Cephalexin alternatives: what to try when cephalexin isn’t right

Cephalexin is a go-to for many bacterial infections, but it doesn’t work for every bug and some people can’t take it. If you need a substitute—because of resistance, side effects, or allergy—there are clear choices depending on the infection. Below I’ll walk through common alternatives, quick reasons to pick them, and practical warnings to share with your prescriber.

Common alternatives by infection

Skin and soft-tissue infections: If cephalexin fails or you’re allergic, options include clindamycin, doxycycline, and trimethoprim-sulfamethoxazole (TMP-SMX). Clindamycin covers many staph and strep strains and is often used for serious cellulitis, but it raises the risk of C. difficile diarrhea. Doxycycline and TMP-SMX are good for suspected MRSA. Amoxicillin-clavulanate helps when mixed bacteria (including anaerobes) are likely.

Respiratory infections: For sinusitis, bronchitis, or some pneumonia cases, amoxicillin-clavulanate or a second-generation cephalosporin like cefuroxime are common alternatives. Doxycycline and macrolides (for atypical bugs) can work too, but local resistance matters—ask your provider what’s common in your area.
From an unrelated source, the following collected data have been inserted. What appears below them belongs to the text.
//! Minimal CDR (XCDR1) decoding for the message types the pipeline reads.
//!
//! Serialized ROS 2 messages start with a 4-byte encapsulation header
//! (representation id + options); primitive alignment is relative to the
//! first byte after that header.

use thiserror::Error;

use crate::bag::domain::image_message::ImageMessage;

const CDR_BE: u16 = 0x0000;
const CDR_LE: u16 = 0x0001;
const HEADER_LEN: usize = 4;

#[derive(Error, Debug, PartialEq, Eq)]
pub enum CdrError {
    #[error("message is shorter than its encapsulation header")]
    MissingHeader,
    #[error("unsupported CDR representation {0:#06x}")]
    UnsupportedEncapsulation(u16),
    #[error("unexpected end of message at offset {offset} (needed {needed} more bytes)")]
    UnexpectedEof { offset: usize, needed: usize },
    #[error("string at offset {0} is not valid UTF-8")]
    InvalidUtf8(usize),
}

struct CdrReader<'a> {
    body: &'a [u8],
    pos: usize,
    little_endian: bool,
}

impl<'a> CdrReader<'a> {
    fn new(message: &'a [u8]) -> Result<Self, CdrError> {
        if message.len() < HEADER_LEN {
            return Err(CdrError::MissingHeader);
        }
        let little_endian = match u16::from_be_bytes([message[0], message[1]]) {
            CDR_LE => true,
            CDR_BE => false,
            other => return Err(CdrError::UnsupportedEncapsulation(other)),
        };
        Ok(Self {
            body: &message[HEADER_LEN..],
            pos: 0,
            little_endian,
        })
    }

    fn align(&mut self, n: usize) {
        self.pos = self.pos.div_ceil(n) * n;
    }

    fn take(&mut self, n: usize) -> Result<&'a [u8], CdrError> {
        let end = self.pos.checked_add(n).filter(|&end| end <= self.body.len());
        let Some(end) = end else {
            return Err(CdrError::UnexpectedEof {
                offset: self.pos + HEADER_LEN,
                needed: n,
            });
        };
        let bytes = &self.body[self.pos..end];
        self.pos = end;
        Ok(bytes)
    }

    fn read_u8(&mut self) -> Result<u8, CdrError> {
        Ok(self.take(1)?[0])
    }

    fn read_u32(&mut self) -> Result<u32, CdrError> {
        self.align(4);
        let b = self.take(4)?;
        let raw = [b[0], b[1], b[2], b[3]];
        Ok(if self.little_endian {
            u32::from_le_bytes(raw)
        } else {
            u32::from_be_bytes(raw)
        })
    }

    fn read_i32(&mut self) -> Result<i32, CdrError> {
        Ok(self.read_u32()? as i32)
    }

    /// Length-prefixed string; the length counts the trailing NUL.
    fn read_string(&mut self) -> Result<String, CdrError> {
        let len = self.read_u32()? as usize;
        let start = self.pos + HEADER_LEN;
        let bytes = self.take(len)?;
        let text = bytes.strip_suffix(&[0]).unwrap_or(bytes);
        String::from_utf8(text.to_vec()).map_err(|_| CdrError::InvalidUtf8(start))
    }

    fn read_byte_sequence(&mut self) -> Result<Vec<u8>, CdrError> {
        let len = self.read_u32()? as usize;
        Ok(self.take(len)?.to_vec())
    }
}

/// Decodes a serialized `sensor_msgs/msg/Image`.
pub fn decode_image(message: &[u8]) -> Result<ImageMessage, CdrError> {
    let mut r = CdrReader::new(message)?;
    let stamp_sec = r.read_i32()?;
    let stamp_nanosec = r.read_u32()?;
    let frame_id = r.read_string()?;
    let height = r.read_u32()?;
    let width = r.read_u32()?;
    let encoding = r.read_string()?;
    let is_bigendian = r.read_u8()? != 0;
    let step = r.read_u32()?;
    let data = r.read_byte_sequence()?;

    Ok(ImageMessage {
        stamp_sec,
        stamp_nanosec,
        frame_id,
        height,
        width,
        encoding,
        is_bigendian,
        step,
        data,
    })
}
Urinary tract infections (UTIs): For uncomplicated cystitis, nitrofurantoin and single-dose fosfomycin are solid choices and are often preferred over cephalexin. TMP-SMX also works if local resistance is low. For suspected kidney infection (pyelonephritis), oral fluoroquinolones or a course guided by urine culture may be needed, but fluoroquinolones carry higher risk of tendon and nerve problems so they’re kept for when needed.

How to pick the right alternative

Start with the bug and the site of infection. A throat or lung infection needs different coverage than a UTI or skin infection. Always tell your clinician about drug allergies, pregnancy, breastfeeding, liver or kidney problems, and current medicines—these change which antibiotic is safe.

Get cultures when possible. A wound or urine culture limits guesswork and avoids needless broad-spectrum antibiotics. If you have a true penicillin or cephalosporin allergy, discuss cross-reactivity with your doctor—many people who report an allergy can safely take some cephalosporins, but that decision should be clinical and cautious.

Watch side effects and interactions. Nitrofurantoin irritates lungs in long use, doxycycline is not for pregnant people or young children, clindamycin raises C. difficile risk, and TMP-SMX can interact with blood thinners and raise potassium. Fluoroquinolones increase tendon and nerve injury risk and should be reserved for clear indications.

Final practical tip: if symptoms don’t improve in 48–72 hours after starting an appropriate antibiotic, call your provider. Either the bug is resistant, the diagnosis is different, or a change in therapy is needed. Don’t switch antibiotics on your own—get a culture and professional advice.